## Work instruction
Set down the data that follows again, exactly as written.

[Recorded data]

*-*-*

//! CSV export of a ranked session.

use crate::error::ExportError;
use crate::factor::Factor;
use crate::leaderboard::Leaderboard;
use std::io::Write;

const UTF8_BOM: &str = "\u{FEFF}";

/// Leading columns; the ten factor columns follow in display order.
pub const LEADING_COLUMNS: [&str; 8] = [
    "Rank",
    "Display Name",
    "Contact",
    "Final Destiny",
    "Balance",
    "Impact",
    "Efficiency",
    "Archetype",
];

#[derive(Debug, Clone, Copy, PartialEq, Eq)]
pub struct ExportOptions {
    /// Prefix the output with a UTF-8 byte order mark so spreadsheet tools
    /// pick the right encoding.
    pub byte_order_mark: bool,
    pub delimiter: u8,
}

impl Default for ExportOptions {
    fn default() -> Self {
        Self {
            byte_order_mark: true,
            delimiter: b',',
        }
    }
}

pub fn header() -> Vec<&'static str> {
    LEADING_COLUMNS
        .iter()
        .copied()
        .chain(Factor::ALL.iter().map(|factor| factor.label()))
        .collect()
}

/// Write one header row and one row per ranked participant.
pub fn write_csv<W: Write>(
    board: &Leaderboard,
    mut out: W,
    options: &ExportOptions,
) -> Result<(), ExportError> {
    if options.byte_order_mark {
        out.write_all(UTF8_BOM.as_bytes())?;
    }

    let mut writer = csv::WriterBuilder::new()
        .delimiter(options.delimiter)
        .from_writer(out);

    writer.write_record(header())?;

    for entry in board.entries() {
        let report = &entry.report;
        let mut row = vec![
            entry.rank.to_string(),
            entry.participant.display_name.clone(),
            entry.participant.contact.clone(),
            report.final_destiny.to_string(),
            report.balance_index.to_string(),
            report.impact_index.to_string(),
            report.efficiency_index.to_string(),
            report.archetype.info().name.to_string(),
        ];
        row.extend(report.lifetime.iter().map(|(_, total)| total.to_string()));
        writer.write_record(&row)?;
    }

    writer.flush()?;
    Ok(())
}

pub fn to_csv_string(board: &Leaderboard, options: &ExportOptions) -> Result<String, ExportError> {
    let mut buffer = Vec::new();
    write_csv(board, &mut buffer, options)?;
    Ok(String::from_utf8_lossy(&buffer).into_owned())
}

*-*-*

## Solution below
//! CSV export of a ranked session.

use crate::error::ExportError;
use crate::factor::Factor;
use crate::leaderboard::Leaderboard;
use std::io::Write;

const UTF8_BOM: &str = "\u{FEFF}";

/// Leading columns; the ten factor columns follow in display order.
pub const LEADING_COLUMNS: [&str; 8] = [
    "Rank",
    "Display Name",
    "Contact",
    "Final Destiny",
    "Balance",
    "Impact",
    "Efficiency",
    "Archetype",
];

#[derive(Debug, Clone, Copy, PartialEq, Eq)]
pub struct ExportOptions {
    /// Prefix the output with a UTF-8 byte order mark so spreadsheet tools
    /// pick the right encoding.
    pub byte_order_mark: bool,
    pub delimiter: u8,
}

impl Default for ExportOptions {
    fn default() -> Self {
        Self {
            byte_order_mark: true,
            delimiter: b',',
        }
    }
}

pub fn header() -> Vec<&'static str> {
    LEADING_COLUMNS
        .iter()
        .copied()
        .chain(Factor::ALL.iter().map(|factor| factor.label()))
        .collect()
}

/// Write one header row and one row per ranked participant.
pub fn write_csv<W: Write>(
    board: &Leaderboard,
    mut out: W,
    options: &ExportOptions,
) -> Result<(), ExportError> {
    if options.byte_order_mark {
        out.write_all(UTF8_BOM.as_bytes())?;
    }

    let mut writer = csv::WriterBuilder::new()
        .delimiter(options.delimiter)
        .from_writer(out);

    writer.write_record(header())?;

    for entry in board.entries() {
        let report = &entry.report;
        let mut row = vec![
            entry.rank.to_string(),
            entry.participant.display_name.clone(),
            entry.participant.contact.clone(),
            report.final_destiny.to_string(),
            report.balance_index.to_string(),
            report.impact_index.to_string(),
            report.efficiency_index.to_string(),
            report.archetype.info().name.to_string(),
        ];
        row.extend(report.lifetime.iter().map(|(_, total)| total.to_string()));
        writer.write_record(&row)?;
    }

    writer.flush()?;
    Ok(())
}

pub fn to_csv_string(board: &Leaderboard, options: &ExportOptions) -> Result<String, ExportError> {
    let mut buffer = Vec::new();
    write_csv(board, &mut buffer, options)?;
    Ok(String::from_utf8_lossy(&buffer).into_owned())
}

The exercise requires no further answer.